Wednesday, October 16, 2013

News::Massive attack: the rise and rise of mingleplayer


Bungie’s Destiny seeks to mix single- and multiplayer play in unprecedented ways.



Mingleplayer, the broad notion of mixing single- and multiplayer in seamless and mutually beneficial ways, is a hot topic right now – which makes you wonder what it was for the many other years it’s been around. What, beyond everyone’s apparent need to put the ‘next’ into ‘next generation’, has brought it to the fore? If Destiny can be made for consoles almost eight years old, is there anything really ‘next gen’ about it at all?


The word itself was invented by Splash Damage to describe its wildly ambitious FPS Brink, and was used, according to CEO Paul Wedgwood, until “someone far senior to us banned it”. Why they might have done so is important, and we’ll come to it in a moment. But first let’s establish precisely what the term meant for a studio born in the fires of playing and modding Quake –- born, dare it be said, next to modern multiplayer itself.


Back then, as Unreal Tournament and Quake III Arena came to embody online multiplayer, the solution to your friends going offline, leaving you ‘alone in the zone’, was offline play with bots. “People immediately assume that’s going to be a boring, bland deathmatch experience,” says Wedgwood, “and you want to say that a game is more than that: an offline experience that’s like playing with humans.”


Mingleplayer, then, is “the idea that you can mingle in singleplayer with co-op buddies, and if they all lose their connection then it doesn’t matter because you carry on playing on your own. You could drop into multiplayer and you can make that transition very smoothly. And there’s no distinction, so you progress through the entire game in any direction at any point, and anybody can be human or AI in any proportion, and it shouldn’t matter or affect the experience at all.”



‘Mingleplayer’ was a term invented by Splash Damage to describe its wildly ambitious FPS Brink.



Much of Brink’s problem upon release, he says, is that it was compared to modern shooters. “I should have found a higher and better schema, like racing games. They’ve done story modes for years where you’ve had an online game that’s been great, and you’ve been able to play offline in story mode and have a garage, collect cars, upgrade them and everything else – and in many ways that’s what Brink is.

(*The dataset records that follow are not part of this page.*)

//! Sweep 3: calls, UDT fields, and implicit casts.
//!
//! Runs in post-order, so every operand's type is settled before its parent
//! is checked. A function body is checked the first time the function is
//! called, or where it is declared, whichever comes first; its return type is
//! cached from then on.

use rustc_hash::{FxHashMap, FxHashSet};

use odb_commands::{CommandIndex, CommandParam};
use odb_ir::{
    visit_mut, ArrayDecl, ArrayRef, ArrayUndim, Assignment, Ast, BinaryOp, BuiltinType,
    CommandCall, CondLoop, Conditional, ForLoop, FuncCall, LiteralValue, NodeId, NodeKind, Order,
    Type, UdtField, UnaryOp, UnaryOpKind, VarDecl, VisitCx, VisitorMut,
};

use super::gather::ProgramInfo;
use super::overload::{select_overload, CallStyle, OverloadError};
use super::ResolveOptions;
use crate::query;
use crate::report::Reporter;
use crate::{CalleeKind, SemaError, SemaErrorKind, SemaWarning, SemaWarningKind, SymbolName};

pub(super) fn check_types(
    ast: &mut Ast,
    program: NodeId,
    info: &ProgramInfo,
    index: &dyn CommandIndex,
    options: ResolveOptions,
    reporter: &mut Reporter<'_>,
) {
    let mut checker = TypeChecker {
        info,
        index,
        options,
        reporter,
        return_types: FxHashMap::default(),
        in_progress: FxHashSet::default(),
    };
    let body = ast.program_body(program);
    for stmt in query::list_items(ast, Some(body)) {
        if matches!(ast.kind(stmt), NodeKind::FuncDecl(_)) {
            checker.check_function(ast, stmt);
        } else {
            visit_mut(ast, stmt, &mut checker, Order::PostOrder);
        }
    }
}

struct TypeChecker<'a, 'q> {
    info: &'a ProgramInfo,
    index: &'a dyn CommandIndex,
    options: ResolveOptions,
    reporter: &'a mut Reporter<'q>,
    /// Return type per checked `FuncDecl`; `Void` without a return value.
    return_types: FxHashMap<NodeId, Option<Type>>,
    /// Functions whose bodies are being checked, for recursive calls.
    in_progress: FxHashSet<NodeId>,
}

/// Operand type after integer promotion for negation.
fn promoted(ty: Type) -> Type {
    match ty.as_builtin() {
        Some(BuiltinType::Byte | BuiltinType::Word) => Type::INTEGER,
        Some(BuiltinType::Dword) => Type::Builtin(BuiltinType::DoubleInteger),
        _ => ty,
    }
}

“Its structure is exactly like a racing game, with an online mode that you can play with friends, where in a great match you can’t tell the difference between the two. And then, when you play offline in story mode, AI fills in for the people that are otherwise absent. One of the challenges with Brink, and with this as a whole, is that there’s a lot of pressure to describe your game by using other games as a comparison.”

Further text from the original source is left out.